▸ Problem: The records below should be copied in full, exactly as shown.

▸ Supplied entries:
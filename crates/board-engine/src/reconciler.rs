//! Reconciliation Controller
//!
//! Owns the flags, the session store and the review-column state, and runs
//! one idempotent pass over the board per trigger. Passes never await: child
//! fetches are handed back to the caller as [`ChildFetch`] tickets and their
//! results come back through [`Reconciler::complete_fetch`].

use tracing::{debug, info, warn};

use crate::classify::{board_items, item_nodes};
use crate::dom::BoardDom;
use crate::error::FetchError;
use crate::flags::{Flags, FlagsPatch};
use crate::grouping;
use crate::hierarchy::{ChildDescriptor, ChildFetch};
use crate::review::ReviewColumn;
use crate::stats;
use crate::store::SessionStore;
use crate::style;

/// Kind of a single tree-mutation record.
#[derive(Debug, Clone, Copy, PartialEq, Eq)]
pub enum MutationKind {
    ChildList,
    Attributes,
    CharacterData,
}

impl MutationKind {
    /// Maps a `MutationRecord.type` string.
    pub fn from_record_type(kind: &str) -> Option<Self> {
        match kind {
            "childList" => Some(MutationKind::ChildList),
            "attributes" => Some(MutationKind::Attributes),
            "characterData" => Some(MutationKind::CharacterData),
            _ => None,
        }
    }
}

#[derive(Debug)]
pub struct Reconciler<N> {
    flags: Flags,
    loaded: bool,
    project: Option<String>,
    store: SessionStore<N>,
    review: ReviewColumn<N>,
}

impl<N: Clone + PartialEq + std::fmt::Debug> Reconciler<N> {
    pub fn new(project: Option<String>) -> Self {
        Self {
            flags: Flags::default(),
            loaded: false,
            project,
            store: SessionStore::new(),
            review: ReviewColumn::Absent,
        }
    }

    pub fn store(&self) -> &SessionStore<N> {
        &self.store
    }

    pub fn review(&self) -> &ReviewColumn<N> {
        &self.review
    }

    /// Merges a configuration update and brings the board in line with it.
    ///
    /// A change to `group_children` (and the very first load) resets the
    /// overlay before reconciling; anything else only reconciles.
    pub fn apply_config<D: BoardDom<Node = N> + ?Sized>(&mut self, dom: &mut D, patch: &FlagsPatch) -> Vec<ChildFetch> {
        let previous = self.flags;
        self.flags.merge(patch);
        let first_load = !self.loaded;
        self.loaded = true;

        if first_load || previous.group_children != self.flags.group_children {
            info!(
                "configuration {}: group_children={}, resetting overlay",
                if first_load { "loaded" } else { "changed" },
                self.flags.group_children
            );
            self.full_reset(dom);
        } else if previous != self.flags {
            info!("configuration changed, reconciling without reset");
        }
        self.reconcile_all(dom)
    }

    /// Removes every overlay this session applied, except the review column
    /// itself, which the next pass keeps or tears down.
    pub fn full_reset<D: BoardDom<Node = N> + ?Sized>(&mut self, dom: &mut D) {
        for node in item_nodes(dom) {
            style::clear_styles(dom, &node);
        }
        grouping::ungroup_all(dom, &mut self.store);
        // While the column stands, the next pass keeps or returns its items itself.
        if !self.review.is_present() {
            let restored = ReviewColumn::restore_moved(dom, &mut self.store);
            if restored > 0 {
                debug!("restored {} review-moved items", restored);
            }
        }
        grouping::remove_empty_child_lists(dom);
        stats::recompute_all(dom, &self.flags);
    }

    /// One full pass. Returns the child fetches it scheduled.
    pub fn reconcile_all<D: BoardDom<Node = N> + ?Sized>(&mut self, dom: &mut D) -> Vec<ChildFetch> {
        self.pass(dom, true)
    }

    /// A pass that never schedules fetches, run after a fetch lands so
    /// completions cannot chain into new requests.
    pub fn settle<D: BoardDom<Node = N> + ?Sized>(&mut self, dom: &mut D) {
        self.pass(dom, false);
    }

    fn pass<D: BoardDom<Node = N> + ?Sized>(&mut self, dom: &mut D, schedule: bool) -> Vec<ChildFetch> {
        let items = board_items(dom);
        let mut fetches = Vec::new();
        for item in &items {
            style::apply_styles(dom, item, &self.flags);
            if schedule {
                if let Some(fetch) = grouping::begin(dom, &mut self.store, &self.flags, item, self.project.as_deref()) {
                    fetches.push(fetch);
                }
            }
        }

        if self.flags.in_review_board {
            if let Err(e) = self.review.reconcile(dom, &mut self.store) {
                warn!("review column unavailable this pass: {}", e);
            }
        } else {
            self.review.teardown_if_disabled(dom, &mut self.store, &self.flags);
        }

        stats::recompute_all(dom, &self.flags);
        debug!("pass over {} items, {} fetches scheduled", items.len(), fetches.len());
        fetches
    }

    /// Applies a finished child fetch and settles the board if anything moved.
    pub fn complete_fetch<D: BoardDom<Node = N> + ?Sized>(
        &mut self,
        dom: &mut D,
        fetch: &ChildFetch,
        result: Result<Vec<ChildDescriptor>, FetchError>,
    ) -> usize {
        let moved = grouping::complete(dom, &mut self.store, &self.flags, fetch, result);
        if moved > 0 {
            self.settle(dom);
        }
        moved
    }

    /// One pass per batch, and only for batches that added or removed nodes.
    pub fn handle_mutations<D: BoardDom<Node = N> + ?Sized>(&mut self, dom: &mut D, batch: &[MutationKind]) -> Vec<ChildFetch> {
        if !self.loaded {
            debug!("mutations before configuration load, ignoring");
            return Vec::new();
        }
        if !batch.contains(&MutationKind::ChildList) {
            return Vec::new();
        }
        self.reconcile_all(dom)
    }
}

▸ Answer space:
filename crates/board-engine/src/reconciler.rs
//! Reconciliation Controller
//!
//! Owns the flags, the session store and the review-column state, and runs
//! one idempotent pass over the board per trigger. Passes never await: child
//! fetches are handed back to the caller as [`ChildFetch`] tickets and their
//! results come back through [`Reconciler::complete_fetch`].

use tracing::{debug, info, warn};

use crate::classify::{board_items, item_nodes};
use crate::dom::BoardDom;
use crate::error::FetchError;
use crate::flags::{Flags, FlagsPatch};
use crate::grouping;
use crate::hierarchy::{ChildDescriptor, ChildFetch};
use crate::review::ReviewColumn;
use crate::stats;
use crate::store::SessionStore;
use crate::style;

/// Kind of a single tree-mutation record.
#[derive(Debug, Clone, Copy, PartialEq, Eq)]
pub enum MutationKind {
    ChildList,
    Attributes,
    CharacterData,
}

impl MutationKind {
    /// Maps a `MutationRecord.type` string.
    pub fn from_record_type(kind: &str) -> Option<Self> {
        match kind {
            "childList" => Some(MutationKind::ChildList),
            "attributes" => Some(MutationKind::Attributes),
            "characterData" => Some(MutationKind::CharacterData),
            _ => None,
        }
    }
}

#[derive(Debug)]
pub struct Reconciler<N> {
    flags: Flags,
    loaded: bool,
    project: Option<String>,
    store: SessionStore<N>,
    review: ReviewColumn<N>,
}

impl<N: Clone + PartialEq + std::fmt::Debug> Reconciler<N> {
    pub fn new(project: Option<String>) -> Self {
        Self {
            flags: Flags::default(),
            loaded: false,
            project,
            store: SessionStore::new(),
            review: ReviewColumn::Absent,
        }
    }

    pub fn store(&self) -> &SessionStore<N> {
        &self.store
    }

    pub fn review(&self) -> &ReviewColumn<N> {
        &self.review
    }

    /// Merges a configuration update and brings the board in line with it.
    ///
    /// A change to `group_children` (and the very first load) resets the
    /// overlay before reconciling; anything else only reconciles.
    pub fn apply_config<D: BoardDom<Node = N> + ?Sized>(&mut self, dom: &mut D, patch: &FlagsPatch) -> Vec<ChildFetch> {
        let previous = self.flags;
        self.flags.merge(patch);
        let first_load = !self.loaded;
        self.loaded = true;

        if first_load || previous.group_children != self.flags.group_children {
            info!(
                "configuration {}: group_children={}, resetting overlay",
                if first_load { "loaded" } else { "changed" },
                self.flags.group_children
            );
            self.full_reset(dom);
        } else if previous != self.flags {
            info!("configuration changed, reconciling without reset");
        }
        self.reconcile_all(dom)
    }

    /// Removes every overlay this session applied, except the review column
    /// itself, which the next pass keeps or tears down.
    pub fn full_reset<D: BoardDom<Node = N> + ?Sized>(&mut self, dom: &mut D) {
        for node in item_nodes(dom) {
            style::clear_styles(dom, &node);
        }
        grouping::ungroup_all(dom, &mut self.store);
        // While the column stands, the next pass keeps or returns its items itself.
        if !self.review.is_present() {
            let restored = ReviewColumn::restore_moved(dom, &mut self.store);
            if restored > 0 {
                debug!("restored {} review-moved items", restored);
            }
        }
        grouping::remove_empty_child_lists(dom);
        stats::recompute_all(dom, &self.flags);
    }

    /// One full pass. Returns the child fetches it scheduled.
    pub fn reconcile_all<D: BoardDom<Node = N> + ?Sized>(&mut self, dom: &mut D) -> Vec<ChildFetch> {
        self.pass(dom, true)
    }

    /// A pass that never schedules fetches, run after a fetch lands so
    /// completions cannot chain into new requests.
    pub fn settle<D: BoardDom<Node = N> + ?Sized>(&mut self, dom: &mut D) {
        self.pass(dom, false);
    }

    fn pass<D: BoardDom<Node = N> + ?Sized>(&mut self, dom: &mut D, schedule: bool) -> Vec<ChildFetch> {
        let items = board_items(dom);
        let mut fetches = Vec::new();
        for item in &items {
            style::apply_styles(dom, item, &self.flags);
            if schedule {
                if let Some(fetch) = grouping::begin(dom, &mut self.store, &self.flags, item, self.project.as_deref()) {
                    fetches.push(fetch);
                }
            }
        }

        if self.flags.in_review_board {
            if let Err(e) = self.review.reconcile(dom, &mut self.store) {
                warn!("review column unavailable this pass: {}", e);
            }
        } else {
            self.review.teardown_if_disabled(dom, &mut self.store, &self.flags);
        }

        stats::recompute_all(dom, &self.flags);
        debug!("pass over {} items, {} fetches scheduled", items.len(), fetches.len());
        fetches
    }

    /// Applies a finished child fetch and settles the board if anything moved.
    pub fn complete_fetch<D: BoardDom<Node = N> + ?Sized>(
        &mut self,
        dom: &mut D,
        fetch: &ChildFetch,
        result: Result<Vec<ChildDescriptor>, FetchError>,
    ) -> usize {
        let moved = grouping::complete(dom, &mut self.store, &self.flags, fetch, result);
        if moved > 0 {
            self.settle(dom);
        }
        moved
    }

    /// One pass per batch, and only for batches that added or removed nodes.
    pub fn handle_mutations<D: BoardDom<Node = N> + ?Sized>(&mut self, dom: &mut D, batch: &[MutationKind]) -> Vec<ChildFetch> {
        if !self.loaded {
            debug!("mutations before configuration load, ignoring");
            return Vec::new();
        }
        if !batch.contains(&MutationKind::ChildList) {
            return Vec::new();
        }
        self.reconcile_all(dom)
    }
}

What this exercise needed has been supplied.